**PROBLEM REQUIREMENTS**
Based on the entries below, how many lines contain the word "Option"? Respond with only the number.

─── INPUT

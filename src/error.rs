use miette::Diagnostic;
use std::io;
use std::path::PathBuf;
use thiserror::Error;

#[derive(Error, Diagnostic, Debug)]
pub enum Error {
    #[error("Invalid {what}: {reason}")]
    #[diagnostic(code(dbdock::validation))]
    Validation { what: &'static str, reason: String },

    #[error("Instance '{0}' already exists")]
    #[diagnostic(
        code(dbdock::instance::duplicate),
        help("Pick another name, or remove the existing instance with `dbdock remove {0}`")
    )]
    DuplicateName(String),

    #[error("Instance not found: {0}")]
    #[diagnostic(
        code(dbdock::instance::not_found),
        help("List known instances with `dbdock list`")
    )]
    NotFound(String),

    #[error("Unknown engine: {0}")]
    #[diagnostic(
        code(dbdock::engine::unknown),
        help("Supported engines: postgresql, mysql, mariadb, redis, mongodb, sqlite")
    )]
    UnknownEngine(String),

    #[error("No free port in range {start}-{end}")]
    #[diagnostic(
        code(dbdock::port::exhausted),
        help("Remove unused instances to free ports, or widen the range with --port-range")
    )]
    PortExhaustion { start: u16, end: u16 },

    #[error("Container engine failed during {operation}: {diagnostic}")]
    #[diagnostic(
        code(dbdock::engine::invocation),
        help("Check that Docker is running with `docker ps`")
    )]
    EngineInvocation { operation: String, diagnostic: String },

    #[error("Failed to {action} {path}: {source}")]
    #[diagnostic(code(dbdock::persistence))]
    Persistence {
        action: &'static str,
        path: PathBuf,
        source: io::Error,
    },

    #[error("YAML error: {0}")]
    Yaml(#[from] serde_yaml::Error),

    #[error("JSON error: {0}")]
    Json(#[from] serde_json::Error),
}

pub type Result<T> = std::result::Result<T, Error>;

impl Error {
    /// Returns a helpful suggestion for resolving this error, if available.
    pub fn suggestion(&self) -> Option<String> {
        match self {
            Error::DuplicateName(name) => Some(format!(
                "An instance named '{}' is already registered. Remove it first with: dbdock remove {}",
                name, name
            )),
            Error::NotFound(name) => Some(format!(
                "No instance named '{}'. Check 'dbdock list' for registered instances.",
                name
            )),
            Error::UnknownEngine(_) => Some(
                "Supported engines: postgresql, mysql, mariadb, redis, mongodb, sqlite".to_string(),
            ),
            Error::PortExhaustion { start, end } => Some(format!(
                "Every port in {}-{} is allocated or occupied. Free ports by removing instances, or pass a wider --port-range.",
                start, end
            )),
            Error::EngineInvocation { .. } => {
                Some("Check that Docker is running: docker ps".to_string())
            }
            Error::Persistence { path, .. } => Some(format!(
                "Check permissions and free disk space for {}",
                path.display()
            )),
            _ => None,
        }
    }

    /// Formats the error with its suggestion (if any) for user-friendly display.
    pub fn with_suggestion(&self) -> String {
        match self.suggestion() {
            Some(suggestion) => format!("{}\n\nHint: {}", self, suggestion),
            None => self.to_string(),
        }
    }
}

/// Validate an instance name for registry and filesystem use.
///
/// Names become container names, volume directory names and environment
/// variable prefixes, so the charset is deliberately narrow: lowercase
/// alphanumerics, '-' and '_', starting with an alphanumeric, at most 63
/// characters (the container-name limit).
pub fn validate_instance_name(name: &str) -> Result<()> {
    if name.is_empty() {
        return Err(Error::Validation {
            what: "instance name",
            reason: "name cannot be empty".to_string(),
        });
    }

    if name.len() > 63 {
        return Err(Error::Validation {
            what: "instance name",
            reason: format!("'{}' is too long (max 63 characters)", name),
        });
    }

    let first = name.chars().next().unwrap();
    if !first.is_ascii_alphanumeric() {
        return Err(Error::Validation {
            what: "instance name",
            reason: format!("'{}' must start with a letter or digit", name),
        });
    }

    if !name
        .chars()
        .all(|c| c.is_ascii_lowercase() || c.is_ascii_digit() || c == '-' || c == '_')
    {
        return Err(Error::Validation {
            what: "instance name",
            reason: format!(
                "'{}' contains invalid characters. Only lowercase alphanumeric, '-' and '_' allowed.",
                name
            ),
        });
    }

    Ok(())
}

#[cfg(test)]
mod tests {
    use super::*;

    #[test]
    fn test_validate_name_valid() {
        assert!(validate_instance_name("cache").is_ok());
        assert!(validate_instance_name("my-app-db").is_ok());
        assert!(validate_instance_name("db_2").is_ok());
        assert!(validate_instance_name("x").is_ok());
    }

    #[test]
    fn test_validate_name_invalid() {
        assert!(validate_instance_name("").is_err());
        assert!(validate_instance_name("-leading-dash").is_err());
        assert!(validate_instance_name("_leading_underscore").is_err());
        assert!(validate_instance_name("has space").is_err());
        assert!(validate_instance_name("Uppercase").is_err());
        assert!(validate_instance_name("slash/name").is_err());
        assert!(validate_instance_name(&"a".repeat(64)).is_err());
    }

    #[test]
    fn test_suggestion_for_not_found() {
        let err = Error::NotFound("missing".to_string());
        let hint = err.suggestion().unwrap();
        assert!(hint.contains("dbdock list"));
        assert!(err.with_suggestion().contains("Hint:"));
    }
}
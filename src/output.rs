/// Abstraction over user-facing output.
///
/// Command modules use this trait instead of `println!`/`eprintln!` directly
/// so output can be suppressed or redirected in tests and future
/// machine-readable modes.
pub trait UserOutput: Send + Sync {
    /// Informational status message.
    fn status(&self, message: &str);

    /// Success message.
    fn success(&self, message: &str);
}

/// Standard CLI output on stdout.
pub struct CliOutput;

impl UserOutput for CliOutput {
    fn status(&self, message: &str) {
        println!("{}", message);
    }

    fn success(&self, message: &str) {
        println!("{}", message);
    }
}
//! Port allocation over a persisted port→owner map.
//!
//! The persisted map records ownership; the live bind-then-release probe is
//! the actual correctness mechanism. The map can desync from reality (a
//! crash before a previous run released a port, or an unrelated process
//! squatting on it), so every candidate is probed before assignment.

use crate::error::{Error, Result};
use crate::store::{PortMap, StateStore};
use std::net::TcpListener;
use std::str::FromStr;
use std::sync::Arc;

/// Inclusive port range scanned for automatic allocation.
#[derive(Debug, Clone, Copy, PartialEq, Eq)]
pub struct PortRange {
    pub start: u16,
    pub end: u16,
}

impl Default for PortRange {
    fn default() -> Self {
        Self { start: 5000, end: 5999 }
    }
}

impl FromStr for PortRange {
    type Err = String;

    fn from_str(s: &str) -> std::result::Result<Self, Self::Err> {
        let (start, end) = s
            .split_once('-')
            .ok_or_else(|| format!("invalid port range '{}' (expected START-END)", s))?;
        let start: u16 = start
            .trim()
            .parse()
            .map_err(|_| format!("invalid range start '{}'", start))?;
        let end: u16 = end
            .trim()
            .parse()
            .map_err(|_| format!("invalid range end '{}'", end))?;
        if start == 0 || start > end {
            return Err(format!("invalid port range {}-{}", start, end));
        }
        Ok(Self { start, end })
    }
}

/// Allocator over the persisted port map.
///
/// Reads the whole map at construction and writes it back after every
/// mutation, matching the single-shot process model: no state survives in
/// memory between invocations.
pub struct PortAllocator {
    range: PortRange,
    allocations: PortMap,
    store: Arc<dyn StateStore>,
}

impl PortAllocator {
    pub fn load(store: Arc<dyn StateStore>, range: PortRange) -> Result<Self> {
        let allocations = store.load_ports()?;
        Ok(Self {
            range,
            allocations,
            store,
        })
    }

    /// Allocate a port for `owner`.
    ///
    /// A preferred port is honored iff it is absent from the persisted map
    /// and passes the live probe; otherwise the configured range is scanned
    /// ascending, skipping persisted entries and probing each remaining
    /// candidate. A preferred port outside the range is honored (explicit
    /// operator choice) with a warning.
    pub fn allocate(&mut self, owner: &str, preferred: Option<u16>) -> Result<u16> {
        if let Some(port) = preferred {
            if port == 0 {
                return Err(Error::Validation {
                    what: "port",
                    reason: "port 0 cannot be requested explicitly".to_string(),
                });
            }
            if !self.allocations.contains_key(&port) && probe(port) {
                if port < self.range.start || port > self.range.end {
                    tracing::warn!(
                        "Port {} is outside the configured range {}-{} and will not be protected from automatic reuse checks",
                        port,
                        self.range.start,
                        self.range.end
                    );
                }
                return self.assign(port, owner);
            }
            tracing::warn!(
                "Preferred port {} for '{}' is unavailable, scanning range {}-{}",
                port,
                owner,
                self.range.start,
                self.range.end
            );
        }

        for port in self.range.start..=self.range.end {
            if self.allocations.contains_key(&port) {
                continue;
            }
            if probe(port) {
                return self.assign(port, owner);
            }
        }

        Err(Error::PortExhaustion {
            start: self.range.start,
            end: self.range.end,
        })
    }

    /// Release a port. Idempotent: unknown ports are a no-op and the map is
    /// only rewritten when something actually changed.
    pub fn deallocate(&mut self, port: u16) -> Result<()> {
        if self.allocations.remove(&port).is_some() {
            self.store.save_ports(&self.allocations)?;
        }
        Ok(())
    }

    pub fn owner_of(&self, port: u16) -> Option<&str> {
        self.allocations.get(&port).map(String::as_str)
    }

    pub fn allocations(&self) -> &PortMap {
        &self.allocations
    }

    fn assign(&mut self, port: u16, owner: &str) -> Result<u16> {
        self.allocations.insert(port, owner.to_string());
        self.store.save_ports(&self.allocations)?;
        Ok(port)
    }
}

/// Live bind-then-release probe.
///
/// Binds 127.0.0.1 (required) and 0.0.0.0 (advisory: on Linux the loopback
/// bind already covers the port, so a failure there is ignored), then drops
/// both listeners immediately.
fn probe(port: u16) -> bool {
    let Ok(_loopback) = TcpListener::bind(("127.0.0.1", port)) else {
        return false;
    };
    let _any = TcpListener::bind(("0.0.0.0", port)).ok();
    true
}

#[cfg(test)]
mod tests {
    use super::*;
    use crate::store::MemoryStore;
    use tempfile::TempDir;

    fn allocator(range: PortRange) -> (PortAllocator, Arc<MemoryStore>, TempDir) {
        let dir = TempDir::new().unwrap();
        let store = Arc::new(MemoryStore::new(dir.path()));
        let alloc = PortAllocator::load(store.clone() as Arc<dyn StateStore>, range).unwrap();
        (alloc, store, dir)
    }

    #[test]
    fn test_range_parsing() {
        assert_eq!(
            "5000-5999".parse::<PortRange>().unwrap(),
            PortRange { start: 5000, end: 5999 }
        );
        assert!("5999-5000".parse::<PortRange>().is_err());
        assert!("0-10".parse::<PortRange>().is_err());
        assert!("nope".parse::<PortRange>().is_err());
    }

    #[test]
    fn test_allocates_ascending_and_persists() {
        let (mut alloc, store, _dir) = allocator(PortRange { start: 50110, end: 50119 });

        let a = alloc.allocate("one", None).unwrap();
        let b = alloc.allocate("two", None).unwrap();
        assert!(a < b, "expected ascending assignment, got {} then {}", a, b);

        let persisted = store.ports_snapshot();
        assert_eq!(persisted.get(&a).unwrap(), "one");
        assert_eq!(persisted.get(&b).unwrap(), "two");
    }

    #[test]
    fn test_skips_persisted_entries() {
        let (mut alloc, _store, _dir) = allocator(PortRange { start: 50120, end: 50129 });
        let a = alloc.allocate("one", None).unwrap();
        let b = alloc.allocate("two", None).unwrap();
        assert_ne!(a, b);
        assert_eq!(alloc.owner_of(a), Some("one"));
        assert_eq!(alloc.owner_of(b), Some("two"));
    }

    #[test]
    fn test_preferred_port_honored_when_free() {
        let (mut alloc, _store, _dir) = allocator(PortRange { start: 50130, end: 50139 });
        let port = alloc.allocate("one", Some(50135)).unwrap();
        assert_eq!(port, 50135);
    }

    #[test]
    fn test_preferred_port_taken_falls_back_to_scan() {
        let (mut alloc, _store, _dir) = allocator(PortRange { start: 50140, end: 50149 });
        let first = alloc.allocate("one", Some(50141)).unwrap();
        assert_eq!(first, 50141);

        // Same preference again: the map entry forces a range scan.
        let second = alloc.allocate("two", Some(50141)).unwrap();
        assert_ne!(second, 50141);
        assert_eq!(second, 50140);
    }

    #[test]
    fn test_preferred_port_bound_by_live_process_falls_back() {
        let (mut alloc, _store, _dir) = allocator(PortRange { start: 50150, end: 50159 });
        let blocker = TcpListener::bind("127.0.0.1:0").unwrap();
        let occupied = blocker.local_addr().unwrap().port();

        let port = alloc.allocate("one", Some(occupied)).unwrap();
        assert_ne!(port, occupied);
        drop(blocker);
    }

    #[test]
    fn test_exhaustion_over_fully_allocated_range() {
        let (mut alloc, _store, _dir) = allocator(PortRange { start: 50160, end: 50162 });
        alloc.allocate("a", None).unwrap();
        alloc.allocate("b", None).unwrap();
        alloc.allocate("c", None).unwrap();

        match alloc.allocate("d", None) {
            Err(Error::PortExhaustion { start, end }) => {
                assert_eq!((start, end), (50160, 50162));
            }
            other => panic!("expected PortExhaustion, got {:?}", other),
        }
    }

    #[test]
    fn test_deallocate_is_idempotent_and_frees_for_reuse() {
        let (mut alloc, store, _dir) = allocator(PortRange { start: 50170, end: 50170 });
        let port = alloc.allocate("one", None).unwrap();
        assert_eq!(port, 50170);

        alloc.deallocate(port).unwrap();
        alloc.deallocate(port).unwrap(); // no-op
        assert!(store.ports_snapshot().is_empty());

        let again = alloc.allocate("two", None).unwrap();
        assert_eq!(again, port);
    }

    #[test]
    fn test_preferred_outside_range_is_honored() {
        let (mut alloc, _store, _dir) = allocator(PortRange { start: 50180, end: 50189 });
        let port = alloc.allocate("one", Some(51999)).unwrap();
        assert_eq!(port, 51999);
        assert_eq!(alloc.owner_of(51999), Some("one"));
    }
}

──────

**YOUR RESPONSE**
3